[llvm] [AArch64, ELF] Allow implicit $d/$x at section beginning (PR #99718)

Mon Aug 12 22:51:48 PDT 2024

MaskRay wrote:

> Some thoughts after thinking about this on the weekend and talking to some colleagues.
> 
> Apologies for the length of the response, a brief summary:
> 
> * I think this could be a useful option if projects build all their objects with it enabled. Would be good to know from potential users that they would enable this option in this review? So far I think it is only me that has commented.
> * My main concern is binary distribution of objects with it enabled, and what future choices this might rule out.
> * I'm still nervous about trailing mapping symbols, particularly with `-fsanitize=undefined` or `-fsanitize=kcfi`.
> * Can we alleviate these concerns by marking object files that use this mapping symbol convention. That way we could fix them up later if needed.
> * Is there an alternative way to do link-time culling of mapping symbols that runs faster?
> 
> In more detail.
> 
> The pragmatist in me says that this is a useful (possibly llvm only [1]) option for people with large builds to enable an alternative mapping symbol definition than the ABI and accept the consequences of that as well as the benefits.

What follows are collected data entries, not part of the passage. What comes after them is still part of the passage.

//! Expression lowering
//!
//! Each non-trivial expression allocates one fresh temporary and one
//! assignment instruction computing it. Literals, named variables,
//! parameters, and `this` need no temporary; field reads always
//! materialize through one.

use super::MethodLowerer;
use crate::error::{CompileError, CompileResult};
use crate::ir::{BinaryAluOp, CallKind, InstrKind, Operand, UnaryAluOp};
use javelin_ast::{BinaryOp, ExprId, ExprKind, UnaryOp};
use javelin_types::Type;

/// A lowered expression: the operand that references its result, plus the
/// preamble instructions that must be emitted first. Calls lowered in a
/// discarded position produce no operand.
pub(crate) struct Lowered {
    pub operand: Option<Operand>,
    pub code: Vec<InstrKind>,
}

impl Lowered {
    fn leaf(operand: Operand) -> Self {
        Lowered {
            operand: Some(operand),
            code: Vec::new(),
        }
    }

    /// The result operand, for positions that require a value.
    pub fn value(self) -> CompileResult<(Operand, Vec<InstrKind>)> {
        match self.operand {
            Some(operand) => Ok((operand, self.code)),
            None => Err(CompileError::Internal(
                "a void expression was used as a value".to_string(),
            )),
        }
    }
}

impl MethodLowerer<'_> {
    /// Lower one expression. `expected` is the type the surrounding
    /// context assigns to the value; it only matters for calls on
    /// externally-structured classes, whose own type is `Unknown`.
    pub(crate) fn lower_expr(
        &mut self,
        id: ExprId,
        expected: Option<&Type>,
    ) -> CompileResult<Lowered> {
        let ast = self.ast;
        let node = ast.expr(id);
        match &node.kind {
            ExprKind::Paren(inner) => self.lower_expr(*inner, expected),

            ExprKind::Int(value) => Ok(Lowered::leaf(Operand::int(*value))),
            ExprKind::Bool(value) => Ok(Lowered::leaf(Operand::bool(*value))),
            ExprKind::This => Ok(Lowered::leaf(self.this_operand())),

            ExprKind::Var(name) => self.lower_var(id, name),

            ExprKind::ArrayIndex { array, index } => {
                let ty = self.expr_type(id)?;
                let (array_operand, mut code) = self.lower_expr(*array, None)?.value()?;
                let (index_operand, index_code) = self.lower_expr(*index, None)?.value()?;
                code.extend(index_code);

                let Operand::Var {
                    name, is_parameter, ..
                } = array_operand
                else {
                    return Err(CompileError::Internal(
                        "array access base is not a named variable".to_string(),
                    ));
                };

                let temp = self.fresh_temp(&ty);
                code.push(InstrKind::Assign {
                    dest: temp.clone(),
                    src: Box::new(InstrKind::SingleOp {
                        operand: Operand::ArrayElem {
                            name,
                            index: Box::new(index_operand),
                            ty,
                            is_parameter,
                        },
                    }),
                });
                Ok(Lowered {
                    operand: Some(temp),
                    code,
                })
            }

            ExprKind::Property { object, .. } => {
                // The only property is an array's `length`.
                let ty = self.expr_type(id)?;
                let (object_operand, mut code) = self.lower_expr(*object, None)?.value()?;

                let temp = self.fresh_temp(&ty);
                code.push(InstrKind::Assign {
                    dest: temp.clone(),
                    src: Box::new(InstrKind::Call {
                        kind: CallKind::ArrayLength,
                        callee: object_operand,
                        method: "length".to_string(),
                        args: Vec::new(),
                        return_type: ty.clone(),
                    }),
                });
                Ok(Lowered {
                    operand: Some(temp),
                    code,
                })
            }

            ExprKind::Unary { op, operand } => {
                let ty = self.expr_type(id)?;
                let (operand, mut code) = self.lower_expr(*operand, None)?.value()?;

                let temp = self.fresh_temp(&ty);
                code.push(InstrKind::Assign {
                    dest: temp.clone(),
                    src: Box::new(InstrKind::UnaryOp {
                        op: lower_unary_op(*op),
                        operand,
                    }),
                });
                Ok(Lowered {
                    operand: Some(temp),
                    code,
                })
            }

            ExprKind::Binary { op, lhs, rhs } => {
                let ty = self.expr_type(id)?;
                let (lhs, mut code) = self.lower_expr(*lhs, None)?.value()?;
                let (rhs, rhs_code) = self.lower_expr(*rhs, None)?.value()?;
                code.extend(rhs_code);

                let temp = self.fresh_temp(&ty);
                code.push(InstrKind::Assign {
                    dest: temp.clone(),
                    src: Box::new(InstrKind::BinaryOp {
                        op: lower_binary_op(*op),
                        lhs,
                        rhs,
                    }),
                });
                Ok(Lowered {
                    operand: Some(temp),
                    code,
                })
            }

            ExprKind::NewArray { size } => {
                let ty = self.expr_type(id)?;
                let (size_operand, mut code) = self.lower_expr(*size, None)?.value()?;

                let temp = self.fresh_temp(&ty);
                code.push(InstrKind::Assign {
                    dest: temp.clone(),
                    src: Box::new(InstrKind::Call {
                        kind: CallKind::New,
                        callee: Operand::var("array", ty.clone()),
                        method: "<init>".to_string(),
                        args: vec![size_operand],
                        return_type: ty.clone(),
                    }),
                });
                Ok(Lowered {
                    operand: Some(temp),
                    code,
                })
            }

            ExprKind::NewObject { .. } => {
                let ty = self.expr_type(id)?;
                let temp = self.fresh_temp(&ty);
                let code = vec![
                    InstrKind::Assign {
                        dest: temp.clone(),
                        src: Box::new(InstrKind::Call {
                            kind: CallKind::New,
                            callee: Operand::var(
                                ty.suffix().unwrap_or_default(),
                                ty.clone(),
                            ),
                            method: "<init>".to_string(),
                            args: Vec::new(),
                            return_type: ty.clone(),
                        }),
                    },
                    InstrKind::Call {
                        kind: CallKind::Special,
                        callee: temp.clone(),
                        method: "<init>".to_string(),
                        args: Vec::new(),
                        return_type: Type::Void,
                    },
                ];
                Ok(Lowered {
                    operand: Some(temp),
                    code,
                })
            }

            ExprKind::Call { callee, name, args } => {
                self.lower_call(id, *callee, name, args, expected)
            }
        }
    }

    fn lower_var(&mut self, id: ExprId, name: &str) -> CompileResult<Lowered> {
        let ty = self.expr_type(id)?;

        if let Type::StaticRef(class) = &ty {
            let simple = class.simple_name().to_string();
            return Ok(Lowered::leaf(Operand::Var {
                name: simple,
                ty,
                is_parameter: false,
            }));
        }

        let method = self.table.method(self.method_id);
        if method.param_index(name).is_some() {
            return Ok(Lowered::leaf(Operand::param(name, ty)));
        }
        if method.local_by_name(name).is_some() {
            return Ok(Lowered::leaf(Operand::var(name, ty)));
        }

        // Field read: always materialized through a temporary.
        let temp = self.fresh_temp(&ty);
        let code = vec![InstrKind::Assign {
            dest: temp.clone(),
            src: Box::new(InstrKind::GetField {
                object: self.this_operand(),
                field: Operand::var(name, ty),
            }),
        }];
        Ok(Lowered {
            operand: Some(temp),
            code,
        })
    }

    /// Invocation-kind rule: a call whose static target is a method of the
    /// current class is direct (static or virtual per the method's own
    /// staticness); otherwise the callee is external and the kind follows
    /// from whether the callee expression is a static reference.
    fn lower_call(
        &mut self,
        id: ExprId,
        callee: ExprId,
        name: &str,
        args: &[ExprId],
        expected: Option<&Type>,
    ) -> CompileResult<Lowered> {
        let node_ty = self.expr_type(id)?;
        let callee_ty = self.expr_type(callee)?;

        let (is_static_call, return_type) = if node_ty.is_unknown() {
            let is_static = matches!(callee_ty, Type::StaticRef(_));
            let return_type = expected.cloned().unwrap_or(Type::Void);
            (is_static, return_type)
        } else {
            let (_, target) = self.table.method_by_name(name).ok_or_else(|| {
                CompileError::Internal(format!("call target `{}` vanished after checking", name))
            })?;
            (target.is_static(), node_ty)
        };
        let kind = if is_static_call {
            CallKind::Static
        } else {
            CallKind::Virtual
        };

        let (callee_operand, mut code) = self.lower_expr(callee, None)?.value()?;
        let mut arg_operands = Vec::with_capacity(args.len());
        for &arg in args {
            let (operand, arg_code) = self.lower_expr(arg, None)?.value()?;
            code.extend(arg_code);
            arg_operands.push(operand);
        }

        let call = InstrKind::Call {
            kind,
            callee: callee_operand,
            method: name.to_string(),
            args: arg_operands,
            return_type: return_type.clone(),
        };

        if return_type == Type::Void {
            code.push(call);
            return Ok(Lowered {
                operand: None,
                code,
            });
        }

        let temp = self.fresh_temp(&return_type);
        code.push(InstrKind::Assign {
            dest: temp.clone(),
            src: Box::new(call),
        });
        Ok(Lowered {
            operand: Some(temp),
            code,
        })
    }
}

fn lower_unary_op(op: UnaryOp) -> UnaryAluOp {
    match op {
        UnaryOp::Not => UnaryAluOp::Not,
    }
}

fn lower_binary_op(op: BinaryOp) -> BinaryAluOp {
    match op {
        BinaryOp::Add => BinaryAluOp::Add,
        BinaryOp::Sub => BinaryAluOp::Sub,
        BinaryOp::Mul => BinaryAluOp::Mul,
        BinaryOp::Div => BinaryAluOp::Div,
        BinaryOp::Lt => BinaryAluOp::Lt,
        BinaryOp::And => BinaryAluOp::And,
    }
}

The idealist in me says that if this propagates out into binary distributions across multiple projects then we may have incompatibilities with GNU and while there are no plans to add one, it may rule out something like a second instruction set (like Morello or Thumb [2]). [1] the comments on the binutils mailing list don't look enthusiastic. [2] We can't know which instruction set is implicit.

Thanks for the comprehensive summary. I concur with your analysis, including the subsequent points. I believe some users, like mine, are willing to accept the consequences.

> A colleague working on Bolt mentioned that there could be a case for more mapping symbols to help binary analysis, this implies that there could be more mapping symbol density options than just optimize and default. He also mentioned that recording the mapping symbol level choice in the ELF file (mechanism TBD) might be a way around the future compatibility problem, and could extend to the additional mapping symbol cases. Does recording the use of the alternative mapping symbol mechanism appeal at all?
> 
> I'm still nervous about adding trailing `$x`. I had thought that AArch64 executable sections with a leading `$d` would be very rare, but I had forgotten about `-fsanitize=kcfi` and `-fsanitize=undefined`. These all lead with a `$d`. This makes collisions between trailing `$x` and `$d` more likely than I'd first thought.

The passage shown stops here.